After drying, the samples were viewed using a Hitachi H-7000

electron microscope (Hitachi) set at 75 kV.

Electron spin resonance (ESR) spectroscopy.

For continuous wave (cw)-ESR

studies, 20 µL protein solution (10 mg/mL) was mixed with 12 mg of SBA-15, then the sample was directly loaded into a 4 mm outer diameter quartz ESR tube sealed with Parafilm, as previously demonstrated (24).

For DEER-ESR studies, 80 %

glycerol was used as cryoprotectant and was mixed with the protein solution in a 1:1 volume ratio.
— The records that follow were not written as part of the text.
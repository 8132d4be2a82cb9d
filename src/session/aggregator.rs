//! Error aggregator
//!
//! Holds the one error message shown to the user. Every report overwrites the
//! previous one; nothing clears it except a newer report.

use crate::utils::error::UiError;

#[derive(Debug, Default)]
pub struct ErrorAggregator {
    current: Option<UiError>,
}

impl ErrorAggregator {
    pub fn new() -> Self {
        Self::default()
    }

    pub fn report(&mut self, error: UiError) {
        tracing::warn!("{:?} error: {}", error.source, error.message);
        self.current = Some(error);
    }

    pub fn current(&self) -> Option<&UiError> {
        self.current.as_ref()
    }

    pub fn message(&self) -> Option<&str> {
        self.current.as_ref().map(|e| e.message.as_str())
    }
}
//! Shared utilities

pub mod error;

pub use error::{CallError, CallResult};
DEER was performed at 50 K, following a commonly-used cooling

approach. Briefly, the sample tube was plunge-cooled in liquid nitrogen, then transferred into the ESR probehead, pre-cooled to 50 K using the helium flow system. The sample was then loaded into two 0.8 mm outer diameter capillaries before introducing into a 4 mm outer diameter quartz ESR tube.

ESR spectra were

recorded on a Bruker ELEXSYS E580 CW/Pulse spectrometer (Bruker) equipped with a dielectric resonator (ER4118X-MD5W) and a helium gas flow system (4118CF and 4112HV). Cw-ESR studies were performed at 200 K at an operating frequency of 9.4 GHz (X-band) with 1.5 mW incident microwave power. The swept magnetic range was 200 Gauss.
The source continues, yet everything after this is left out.